Now three sisters, ages nine, eight and six, are living in three separate group homes. For each of them, it's the third foster home in the past year and a half. The nine-year-old has had four if you include the time she has spent being treated at the Royal Ottawa Hospital. Factor in, as well, the cost of hospitalizing the stressed-out parents several times.
It's a familiar pattern that unfolds virtually in secret, through family courts, where there's no burden of proof, and decisions may be based on opinions and hearsay.
The parents have been keeping me updated, step by step, as it grinds on. At each step in the long and painful court process, the CAS is in a stronger position to show that the children shouldn't be in the care of emotionally wrecked parents. It's a cycle I've watched before.
This case is made worse because the mother is herself a survivor of foster care and a group home that kept both boys and girls. She reported sex abuse and believes she helped bring about segregated group homes. Her dread for her children's futures is based on personal experience. Foster homes can be dangerous.
Ask the parents what they want for Christmas, and they cry for their kids. Their children have disappeared into the system and can't be asked, or their answers heard. I'll take a chance and bet they want to go home.
Any day at the courthouse you'll find a criminal lawyer making a pre-sentence plea on behalf of a guilty client, claiming that he or she never had a chance, because he or she was raised in the "the system." But child protectors are demanding more money to protect more children in more foster homes.
While tracking the drinking dad case, I dropped into one of the hearings but was ordered out by Judge Alan Sheffield. To get into family court in the past, I have had to use lawyers to argue me in. In this case the lawyer for the parents is Ross Stewart, who has seen a lawyer argue me into another case he was working on. I expected Mr. Stewart to argue me into this one. Would it not help his clients if the system knew the case was being watched by a reporter? That he didn't react surprised me.
"I would have needed clear instructions from my clients," he said later. The clients had earlier instructed him to co-operate with me.
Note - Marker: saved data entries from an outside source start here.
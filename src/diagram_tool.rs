//! External diagram renderer invocation
//!
//! A renderer path ending in `.jar` is run as `java -jar <path> <file>`;
//! anything else is executed directly with the diagram file as its only
//! argument. The caller decides what a failure means; `visualize` treats it as
//! a warning.

use std::path::{Path, PathBuf};
use std::process::{Command, ExitStatus};

use crate::error::DepVizError;

#[derive(Debug, Clone)]
pub struct DiagramTool {
    renderer: PathBuf,
}

impl DiagramTool {
    pub fn new(renderer: &Path) -> Self {
        Self {
            renderer: renderer.to_path_buf(),
        }
    }

    pub fn is_jar(&self) -> bool {
        self.renderer
            .extension()
            .is_some_and(|ext| ext.eq_ignore_ascii_case("jar"))
    }

    /// Short human-readable description of what will be run
    pub fn description(&self) -> String {
        if self.is_jar() {
            format!("java -jar {}", self.renderer.display())
        } else {
            self.renderer.display().to_string()
        }
    }

    fn command(&self, diagram: &Path) -> Command {
        if self.is_jar() {
            let mut command = Command::new("java");
            command.arg("-jar").arg(&self.renderer).arg(diagram);
            command
        } else {
            let mut command = Command::new(&self.renderer);
            command.arg(diagram);
            command
        }
    }

    /// Run the renderer on `diagram` and wait for it to exit
    pub fn run(&self, diagram: &Path) -> Result<ExitStatus, DepVizError> {
        self.command(diagram)
            .status()
            .map_err(|e| DepVizError::RendererError {
                tool: self.description(),
                message: e.to_string(),
            })
    }
}
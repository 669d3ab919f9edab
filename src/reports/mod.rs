//! Report generation modules for different output formats
//!
//! - human: Human-readable console output
//! - json: JSON format for programmatic use

pub mod human;
pub mod json;

use crate::detector::PackageCycle;
use crate::error::DepVizError;
use crate::graph::DependencyMap;
use crate::metadata::FetchFailure;

/// Everything a single traversal produced, ready to be reported
#[derive(Debug, Clone)]
pub struct TraversalReport<'a> {
    pub root: &'a str,
    pub repo_url: &'a str,
    pub dependencies: &'a DependencyMap,
    pub failures: &'a [FetchFailure],
    pub cycles: &'a [PackageCycle],
}

/// Common trait for all report generators
pub trait ReportGenerator {
    fn generate_report(&self, report: &TraversalReport<'_>) -> Result<String, DepVizError>;
}

pub use human::HumanReportGenerator;
pub use json::JsonReportGenerator;
//! Model collection from a registry.

use super::kinds::{lookup_kind, KindClass, StorageType};
use super::{Cardinality, FieldDescriptor, ModelDescriptor, RelationTarget};
use crate::error::{Error, Result};
use crate::registry::{AppEntry, FieldEntry, ModelEntry, Registry};
use ahash::AHashSet;
use glob::Pattern;
use tracing::debug;

/// Primary keys can themselves be one-to-one references to a parent model;
/// chains longer than this are treated as cycles.
const MAX_PK_CHAIN: usize = 16;

/// Which applications to collect
#[derive(Debug, Clone, PartialEq, Eq, Default)]
pub enum AppSelection {
    #[default]
    All,
    Only(Vec<String>),
}

impl AppSelection {
    /// Parse a comma-separated `--apps` value; empty or missing means all
    pub fn parse(apps: Option<&str>) -> Self {
        let labels: Vec<String> = apps
            .unwrap_or_default()
            .split(',')
            .map(|s| s.trim().to_string())
            .filter(|s| !s.is_empty())
            .collect();

        if labels.is_empty() {
            AppSelection::All
        } else {
            AppSelection::Only(labels)
        }
    }
}

/// Walks a registry and produces model descriptors
pub struct Collector<'a> {
    registry: &'a Registry,
    exclude: Vec<Pattern>,
}

impl<'a> Collector<'a> {
    pub fn new(registry: &'a Registry) -> Self {
        Self {
            registry,
            exclude: Vec::new(),
        }
    }

    /// Drop models whose `Name` or `app.Name` matches any of the glob patterns
    pub fn with_exclude(mut self, patterns: &[String]) -> Result<Self> {
        for pattern in patterns {
            let compiled = Pattern::new(pattern).map_err(|e| Error::InvalidPattern {
                pattern: pattern.clone(),
                details: e.to_string(),
            })?;
            self.exclude.push(compiled);
        }
        Ok(self)
    }

    /// Collect models for the selected apps.
    ///
    /// Apps and models come out in registry declaration order regardless of
    /// the order labels were requested in.
    pub fn collect(&self, selection: &AppSelection) -> Result<Vec<ModelDescriptor>> {
        let selected = self.resolve_selection(selection)?;
        let mut models = Vec::new();
        let mut seen = AHashSet::new();

        for app in self
            .registry
            .apps
            .iter()
            .filter(|a| selected.contains(a.label.as_str()))
        {
            debug!(app = %app.label, models = app.models.len(), "collecting app");

            for model in &app.models {
                if !seen.insert((app.label.as_str(), model.name.as_str())) {
                    return Err(Error::DuplicateModel {
                        app: app.label.clone(),
                        model: model.name.clone(),
                    });
                }

                let descriptor = self.collect_model(app, model)?;
                if self.is_excluded(&descriptor) {
                    debug!(model = %descriptor.qualified_name(), "excluded by pattern");
                    continue;
                }
                models.push(descriptor);
            }
        }

        debug!(count = models.len(), "collection finished");
        Ok(models)
    }

    fn resolve_selection(&self, selection: &AppSelection) -> Result<AHashSet<&'a str>> {
        match selection {
            AppSelection::All => Ok(self
                .registry
                .apps
                .iter()
                .map(|a| a.label.as_str())
                .collect()),
            AppSelection::Only(labels) => labels
                .iter()
                .map(|label| {
                    self.registry
                        .app(label)
                        .map(|a| a.label.as_str())
                        .ok_or_else(|| Error::UnknownApp {
                            label: label.clone(),
                            known: self.registry.app_labels(),
                        })
                })
                .collect(),
        }
    }

    fn is_excluded(&self, model: &ModelDescriptor) -> bool {
        let qualified = model.qualified_name();
        self.exclude
            .iter()
            .any(|p| p.matches(&model.name) || p.matches(&qualified))
    }

    fn collect_model(&self, app: &'a AppEntry, model: &ModelEntry) -> Result<ModelDescriptor> {
        let mut fields = Vec::with_capacity(model.fields.len() + 1);

        if !model.fields.iter().any(|f| f.primary_key) {
            fields.push(self.implicit_pk(app, model)?);
        }

        for field in &model.fields {
            fields.push(self.collect_field(app, model, field)?);
        }

        Ok(ModelDescriptor {
            app: app.label.clone(),
            name: model.name.clone(),
            doc: model
                .doc
                .as_deref()
                .map(str::trim)
                .filter(|d| !d.is_empty())
                .map(str::to_string),
            fields,
        })
    }

    fn implicit_pk(&self, app: &AppEntry, model: &ModelEntry) -> Result<FieldDescriptor> {
        let kind = self.registry.auto_field_for(app);
        let storage = match lookup_kind(kind) {
            Some(KindClass::Scalar(storage)) => storage,
            _ => {
                return Err(Error::UnsupportedFieldType {
                    app: app.label.clone(),
                    model: model.name.clone(),
                    field: "id".to_string(),
                    kind: kind.to_string(),
                })
            }
        };

        Ok(FieldDescriptor {
            name: "id".to_string(),
            column: "id".to_string(),
            kind: kind.to_string(),
            storage,
            primary_key: true,
            nullable: false,
            unique: true,
            has_choices: false,
            db_index: false,
            max_length: None,
            help_text: None,
            default: None,
            relation: None,
            implicit: true,
        })
    }

    fn collect_field(
        &self,
        app: &'a AppEntry,
        model: &ModelEntry,
        field: &FieldEntry,
    ) -> Result<FieldDescriptor> {
        let class = lookup_kind(&field.kind).ok_or_else(|| Error::UnsupportedFieldType {
            app: app.label.clone(),
            model: model.name.clone(),
            field: field.name.clone(),
            kind: field.kind.clone(),
        })?;

        let (storage, relation) = match class {
            KindClass::Scalar(storage) => (storage, None),
            KindClass::Relation(cardinality) => {
                let (target_app, target_model) = self.resolve_target(app, model, field)?;
                let (pk_column, pk_storage) = self.target_pk(target_app, target_model, 0)?;
                (
                    pk_storage,
                    Some(RelationTarget {
                        app: target_app.label.clone(),
                        model: target_model.name.clone(),
                        pk_column,
                        cardinality,
                    }),
                )
            }
        };

        let cardinality = relation.as_ref().map(|r| r.cardinality);
        let column = field
            .db_column
            .clone()
            .unwrap_or_else(|| match cardinality {
                Some(Cardinality::ManyToOne) | Some(Cardinality::OneToOne) => {
                    format!("{}_id", field.name)
                }
                _ => field.name.clone(),
            });
        let single_ref = matches!(
            cardinality,
            Some(Cardinality::ManyToOne) | Some(Cardinality::OneToOne)
        );

        Ok(FieldDescriptor {
            name: field.name.clone(),
            column,
            kind: field.kind.clone(),
            storage,
            primary_key: field.primary_key,
            nullable: field.null,
            unique: field.unique
                || field.primary_key
                || cardinality == Some(Cardinality::OneToOne),
            has_choices: field.has_choices(),
            db_index: field.db_index.unwrap_or(single_ref),
            max_length: field.max_length,
            help_text: field
                .help_text
                .as_deref()
                .map(str::trim)
                .filter(|t| !t.is_empty())
                .map(str::to_string),
            default: field.default.as_ref().map(render_default),
            relation,
            implicit: false,
        })
    }

    /// Resolve a `to` reference: `self`, `app.Model`, or a bare `Model` that is
    /// looked up in the declaring app first and then in the only other app
    /// declaring it.
    fn resolve_target(
        &self,
        app: &'a AppEntry,
        model: &ModelEntry,
        field: &FieldEntry,
    ) -> Result<(&'a AppEntry, &'a ModelEntry)> {
        let target = field
            .to
            .as_deref()
            .map(str::trim)
            .filter(|t| !t.is_empty())
            .ok_or_else(|| Error::MissingRelationTarget {
                app: app.label.clone(),
                model: model.name.clone(),
                field: field.name.clone(),
                kind: field.kind.clone(),
            })?;

        let dangling = || Error::DanglingRelation {
            app: app.label.clone(),
            model: model.name.clone(),
            field: field.name.clone(),
            target: target.to_string(),
        };

        let (target_app, target_name) = if target == "self" {
            (app.label.as_str(), model.name.as_str())
        } else if let Some((label, name)) = target.rsplit_once('.') {
            (label, name)
        } else if self.registry.model(&app.label, target).is_some() {
            (app.label.as_str(), target)
        } else {
            match self.registry.apps_declaring(target).as_slice() {
                [only] => (*only, target),
                _ => return Err(dangling()),
            }
        };

        let entry = self.registry.app(target_app).ok_or_else(dangling)?;
        let model = entry
            .models
            .iter()
            .find(|m| m.name == target_name)
            .ok_or_else(dangling)?;
        Ok((entry, model))
    }

    /// Column and storage type of a target model's primary key
    fn target_pk(
        &self,
        app: &'a AppEntry,
        model: &'a ModelEntry,
        depth: usize,
    ) -> Result<(String, StorageType)> {
        let Some(pk) = model.fields.iter().find(|f| f.primary_key) else {
            let auto = self.implicit_pk(app, model)?;
            return Ok((auto.column, auto.storage));
        };

        let unsupported = || Error::UnsupportedFieldType {
            app: app.label.clone(),
            model: model.name.clone(),
            field: pk.name.clone(),
            kind: pk.kind.clone(),
        };

        match lookup_kind(&pk.kind).ok_or_else(unsupported)? {
            KindClass::Scalar(storage) => Ok((
                pk.db_column.clone().unwrap_or_else(|| pk.name.clone()),
                storage,
            )),
            KindClass::Relation(Cardinality::ManyToMany) => Err(unsupported()),
            KindClass::Relation(_) => {
                if depth >= MAX_PK_CHAIN {
                    return Err(unsupported());
                }
                let (parent_app, parent) = self.resolve_target(app, model, pk)?;
                let (_, storage) = self.target_pk(parent_app, parent, depth + 1)?;
                let column = pk
                    .db_column
                    .clone()
                    .unwrap_or_else(|| format!("{}_id", pk.name));
                Ok((column, storage))
            }
        }
    }
}

/// Render a declared default as display text
fn render_default(value: &serde_json::Value) -> String {
    match value {
        serde_json::Value::String(s) => s.clone(),
        other => other.to_string(),
    }
}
Judge Sheffield and I have had dealings before. He refused to take my call in 1990 when I tried to tell him an order he had issued to Lanark Child and Family Services had been ignored. On Feb. 2, 1989, he issued a "plan of care" ordering the agency to "examine options for care within the extended family" as an alternative to adoption.
On May 3, 1990, Judge J.-P. Michel gave Crown wardship to the agency and the adoption proceeded. The extended family in New Brunswick had a room decorated and waiting for a baby boy they knew and loved. I surveyed the extended family. Nobody else did. Among its members was a child protection worker, the mother's brother. He said what happened was wrong, but could think of no way to correct it.
Adoption records are sealed and secret, but the reporter in me cries for somebody with authority to go into records and answer a question. There are costs involved. Were they fed back to the adoptive parents, and if so, how much did they pay?
Passing messages back and forth through a secretary, Judge Sheffield's final thought on the subject was: "He says you'll have to find another avenue."
There is no other avenue. Child protectors take the view that when they get Crown wardship they have all the rights of parents, and can make decisions that overrule judges' orders. If we were talking about a criminal court case, that would be like a judge shrugging off the news that the man he sent to jail for a week had been hanged because the jailers thought it was best.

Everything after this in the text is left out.